- _Action item_
Report every line of the listing below in which the string "search" appears.

==== Recorded information

use crate::array::DynamicArray;
use crate::core::config::CatalogConfig;
use crate::core::types::{Movie, NameKey, Person};
use crate::graph::{Collaboration, CollaborationGraph};
use crate::map::{MapKind, OpenAddressingMap, SortedArrayMap, Store};
use crate::sort::{SortKind, Sorter};
use std::cmp::Ordering;
use std::hash::Hash;
use std::rc::Rc;

/// Aggregate counts, mostly for dashboards and smoke checks.
#[derive(Debug, Clone, Copy, PartialEq, Eq)]
pub struct CatalogStats {
    pub movies: usize,
    pub people: usize,
    pub collaborations: usize,
}

fn new_store<K, V>(kind: MapKind) -> Box<dyn Store<K, V>>
where
    K: Hash + Eq + Ord + 'static,
    V: 'static,
{
    match kind {
        MapKind::OpenAddressing => Box::new(OpenAddressingMap::new()),
        MapKind::SortedArray => Box::new(SortedArrayMap::new()),
    }
}

/// Drains a store into a fresh backend of the requested kind.
fn migrate<K, V>(store: &mut Box<dyn Store<K, V>>, kind: MapKind)
where
    K: Hash + Eq + Ord + 'static,
    V: 'static,
{
    let entries = store.drain();
    *store = new_store(kind);
    for (key, value) in entries {
        store.put(key, value);
    }
}

fn title_order(a: &Rc<Movie>, b: &Rc<Movie>) -> Ordering {
    a.cmp(b)
}

/// Votes descending, title ascending on ties. Total over distinct titles.
fn votes_rank_order(a: &Rc<Movie>, b: &Rc<Movie>) -> Ordering {
    b.votes().cmp(&a.votes()).then_with(|| a.cmp(b))
}

/// Year descending, title ascending on ties.
fn recency_rank_order(a: &Rc<Movie>, b: &Rc<Movie>) -> Ordering {
    b.year().cmp(&a.year()).then_with(|| a.cmp(b))
}

/// Cast list with duplicate credits of the same person dropped,
/// in listing order.
fn unique_cast(movie: &Movie) -> Vec<&Person> {
    let mut seen: Vec<&Person> = Vec::new();
    for actor in movie.cast() {
        if !seen.contains(&actor) {
            seen.push(actor);
        }
    }
    seen
}

/// Removes one movie from a ranked projection or bucket. Between a batch of
/// loads and the next [`CatalogIndex::finalize_load`] the array is not yet
/// ordered, so a failed binary search falls back to a linear scan.
fn remove_from_rank(
    rank: &mut DynamicArray<Rc<Movie>>,
    movie: &Rc<Movie>,
    cmp: &dyn Fn(&Rc<Movie>, &Rc<Movie>) -> Ordering,
) {
    if rank.binary_remove(movie, cmp) {
        return;
    }
    let index = rank
        .iter()
        .position(|entry| entry == movie)
        .expect("movie missing from a projection it was indexed in");
    rank.remove_at(index);
}

/// The catalog facade: one movie store, one person store, secondary indices
/// by director, actor and year, ranked projections, and the collaboration
/// graph. Every index shares the same `Rc<Movie>` records.
///
/// Loading is two-phase: [`load`](Self::load) per record, then one
/// [`finalize_load`](Self::finalize_load) to sort buckets and projections.
/// Queries and deletions expect a finalized catalog.
pub struct CatalogIndex {
    map_kind: MapKind,
    sorter: Sorter,
    movies: Box<dyn Store<NameKey, Rc<Movie>>>,
    people: Box<dyn Store<NameKey, Person>>,
    by_director: Box<dyn Store<NameKey, DynamicArray<Rc<Movie>>>>,
    by_actor: Box<dyn Store<NameKey, DynamicArray<Rc<Movie>>>>,
    by_year: Box<dyn Store<i32, DynamicArray<Rc<Movie>>>>,
    by_votes_rank: DynamicArray<Rc<Movie>>,
    by_recency_rank: DynamicArray<Rc<Movie>>,
    by_activity_rank: DynamicArray<Person>,
    graph: CollaborationGraph,
}

impl CatalogIndex {
    pub fn new() -> Self {
        Self::with_config(CatalogConfig::default())
    }

    pub fn with_config(config: CatalogConfig) -> Self {
        CatalogIndex {
            map_kind: config.map,
            sorter: Sorter::new(config.sort),
            movies: new_store(config.map),
            people: new_store(config.map),
            by_director: new_store(config.map),
            by_actor: new_store(config.map),
            by_year: new_store(config.map),
            by_votes_rank: DynamicArray::new(),
            by_recency_rank: DynamicArray::new(),
            by_activity_rank: DynamicArray::new(),
            graph: CollaborationGraph::new(),
        }
    }

    /// Indexes one record. A record with an already-present title replaces
    /// the old one: the old record is fully deleted first, so every index
    /// stays coherent.
    pub fn load(&mut self, movie: Movie) {
        let key = movie.key();
        if self.movies.contains(&key) {
            self.delete_movie_by_title(movie.title());
        }

        let movie = Rc::new(movie);
        self.movies.put(key, movie.clone());

        let director = movie.director().clone();
        self.people.put(director.key(), director.clone());
        self.by_director
            .get_or_insert_with(director.key(), &mut DynamicArray::new)
            .append(movie.clone());

        self.by_year
            .get_or_insert_with(movie.year(), &mut DynamicArray::new)
            .append(movie.clone());

        let cast = unique_cast(&movie);
        for actor in &cast {
            self.people.put(actor.key(), (*actor).clone());
            self.by_actor
                .get_or_insert_with(actor.key(), &mut DynamicArray::new)
                .append(movie.clone());
        }
        for i in 0..cast.len() {
            for j in (i + 1)..cast.len() {
                self.graph.add_collaboration(&movie, cast[i], cast[j]);
            }
        }

        self.by_votes_rank.append(movie.clone());
        self.by_recency_rank.append(movie);
    }

    /// Sorts every bucket and projection with the active strategy and
    /// rebuilds the activity ranking. Call once after a batch of loads.
    pub fn finalize_load(&mut self) {
        self.by_votes_rank.sort_with(&mut self.sorter, &votes_rank_order);
        self.by_recency_rank
            .sort_with(&mut self.sorter, &recency_rank_order);

        for (_, bucket) in self.by_director.iter_mut() {
            bucket.sort_with(&mut self.sorter, &title_order);
        }
        for (_, bucket) in self.by_actor.iter_mut() {
            bucket.sort_with(&mut self.sorter, &title_order);
        }
        for (_, bucket) in self.by_year.iter_mut() {
            bucket.sort_with(&mut self.sorter, &title_order);
        }

        self.rebuild_activity_rank();
    }

    /// Activity is the number of movies a person acted in. People who only
    /// ever directed carry no acting activity and are left out.
    fn rebuild_activity_rank(&mut self) {
        self.by_activity_rank.clear();
        for (key, _) in self.by_actor.iter() {
            let person = self
                .people
                .get(key)
                .expect("actor bucket references a person missing from the store")
                .clone();
            self.by_activity_rank.append(person);
        }

        let by_actor = &self.by_actor;
        let activity_order = |a: &Person, b: &Person| {
            let activity = |p: &Person| {
                by_actor
                    .get(&p.key())
                    .expect("ranked person has no actor bucket")
                    .len()
            };
            activity(b).cmp(&activity(a)).then_with(|| a.cmp(b))
        };
        self.by_activity_rank
            .sort_with(&mut self.sorter, &activity_order);
    }

    /// Unindexes the record with this title from every store, bucket,
    /// projection and from the collaboration graph. Returns false for an
    /// absent title; deleting twice is a no-op.
    pub fn delete_movie_by_title(&mut self, title: &str) -> bool {
        let key = NameKey::new(title);
        let Some(movie) = self.movies.remove(&key) else {
            return false;
        };

        remove_from_rank(&mut self.by_votes_rank, &movie, &votes_rank_order);
        remove_from_rank(&mut self.by_recency_rank, &movie, &recency_rank_order);

        let director_key = movie.director().key();
        let emptied = {
            let bucket = self
                .by_director
                .get_mut(&director_key)
                .expect("director bucket missing for an indexed movie");
            remove_from_rank(bucket, &movie, &title_order);
            bucket.is_empty()
        };
        if emptied {
            self.by_director.remove(&director_key);
        }
        self.drop_person_if_idle(&director_key);

        let emptied = {
            let bucket = self
                .by_year
                .get_mut(&movie.year())
                .expect("year bucket missing for an indexed movie");
            remove_from_rank(bucket, &movie, &title_order);
            bucket.is_empty()
        };
        if emptied {
            self.by_year.remove(&movie.year());
        }

        let cast = unique_cast(&movie);
        for actor in &cast {
            let actor_key = actor.key();
            let emptied = {
                let bucket = self
                    .by_actor
                    .get_mut(&actor_key)
                    .expect("actor bucket missing for an indexed movie");
                remove_from_rank(bucket, &movie, &title_order);
                bucket.is_empty()
            };
            if emptied {
                self.by_actor.remove(&actor_key);
            }
            self.drop_person_if_idle(&actor_key);
        }

        for i in 0..cast.len() {
            for j in (i + 1)..cast.len() {
                self.graph.remove_collaboration(&movie, cast[i], cast[j]);
            }
        }

        self.rebuild_activity_rank();
        true
    }

    /// A person stays in the store only while some movie still references
    /// them, in either role.
    fn drop_person_if_idle(&mut self, key: &NameKey) {
        if !self.by_director.contains(key) && !self.by_actor.contains(key) {
            self.people.remove(key);
        }
    }

    /// Swaps every store onto a new map backend, keeping all entries.
    /// Returns false when `kind` is already active.
    pub fn set_map(&mut self, kind: MapKind) -> bool {
        if kind == self.map_kind {
            return false;
        }

        migrate(&mut self.movies, kind);
        migrate(&mut self.people, kind);
        migrate(&mut self.by_director, kind);
        migrate(&mut self.by_actor, kind);
        migrate(&mut self.by_year, kind);
        self.map_kind = kind;
        true
    }

    /// Swaps the sorting strategy used from the next sort on. Returns false
    /// when `kind` is already active.
    pub fn set_sort(&mut self, kind: SortKind) -> bool {
        if kind == self.sorter.kind() {
            return false;
        }
        self.sorter = Sorter::new(kind);
        true
    }

    pub fn map_kind(&self) -> MapKind {
        self.map_kind
    }

    pub fn sort_kind(&self) -> SortKind {
        self.sorter.kind()
    }

    pub fn clear(&mut self) {
        self.movies.clear();
        self.people.clear();
        self.by_director.clear();
        self.by_actor.clear();
        self.by_year.clear();
        self.by_votes_rank.clear();
        self.by_recency_rank.clear();
        self.by_activity_rank.clear();
        self.graph.clear();
    }

    pub fn count_movies(&self) -> usize {
        self.movies.len()
    }

    pub fn count_people(&self) -> usize {
        self.people.len()
    }

    pub fn stats(&self) -> CatalogStats {
        CatalogStats {
            movies: self.movies.len(),
            people: self.people.len(),
            collaborations: self.graph.count_collaborations(),
        }
    }

    pub fn get_movie_by_title(&self, title: &str) -> Option<Rc<Movie>> {
        self.movies.get(&NameKey::new(title)).cloned()
    }

    pub fn get_person_by_name(&self, name: &str) -> Option<Person> {
        self.people.get(&NameKey::new(name)).cloned()
    }

    pub fn all_movies(&self) -> Vec<Rc<Movie>> {
        self.movies.iter().map(|(_, movie)| movie.clone()).collect()
    }

    pub fn all_people(&self) -> Vec<Person> {
        self.people.iter().map(|(_, person)| person.clone()).collect()
    }

    /// Substring title search, case-insensitive, in recency-rank order.
    pub fn by_title_contains(&self, needle: &str) -> Vec<Rc<Movie>> {
        let needle = needle.to_lowercase();
        self.by_recency_rank
            .iter()
            .filter(|movie| movie.title().to_lowercase().contains(&needle))
            .cloned()
            .collect()
    }

    /// Movies of one year, title-ordered.
    pub fn by_year_exact(&self, year: i32) -> Vec<Rc<Movie>> {
        self.by_year
            .get(&year)
            .map(|bucket| bucket.as_slice().to_vec())
            .unwrap_or_default()
    }

    /// Movies directed by this person, title-ordered.
    pub fn by_director_exact(&self, name: &str) -> Vec<Rc<Movie>> {
        self.by_director
            .get(&NameKey::new(name))
            .map(|bucket| bucket.as_slice().to_vec())
            .unwrap_or_default()
    }

    /// Movies this person acted in, title-ordered.
    pub fn by_actor_exact(&self, name: &str) -> Vec<Rc<Movie>> {
        self.by_actor
            .get(&NameKey::new(name))
            .map(|bucket| bucket.as_slice().to_vec())
            .unwrap_or_default()
    }

    /// The `n` most voted movies; votes descending, title ascending on ties.
    /// `n` past the catalog size clamps.
    pub fn top_n_by_votes(&self, n: usize) -> Vec<Rc<Movie>> {
        self.by_votes_rank.slice(0, n.min(self.by_votes_rank.len()))
    }

    /// The `n` most recent movies; year descending, title ascending on ties.
    pub fn top_n_by_year(&self, n: usize) -> Vec<Rc<Movie>> {
        self.by_recency_rank
            .slice(0, n.min(self.by_recency_rank.len()))
    }

    /// The `n` most active actors; movie count descending, name ascending on
    /// ties. Directors with no acting credits do not appear.
    pub fn top_n_by_activity(&self, n: usize) -> Vec<Person> {
        self.by_activity_rank
            .slice(0, n.min(self.by_activity_rank.len()))
    }

    pub fn collaborations(&self) -> &CollaborationGraph {
        &self.graph
    }

    pub fn direct_collaborators_of(&self, person: &Person) -> Vec<Person> {
        self.graph.direct_collaborators_of(person)
    }

    pub fn team_of(&self, person: &Person) -> Vec<Person> {
        self.graph.team_of(person)
    }

    pub fn maximize_collaborations_in_the_team_of(&self, person: &Person) -> Vec<Collaboration> {
        self.graph.maximize_collaborations_in_the_team_of(person)
    }
}

impl Default for CatalogIndex {
    fn default() -> Self {
        Self::new()
    }
}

========

- _Exercise answer_
/// ordered, so a failed binary search falls back to a linear scan.
    /// Substring title search, case-insensitive, in recency-rank order.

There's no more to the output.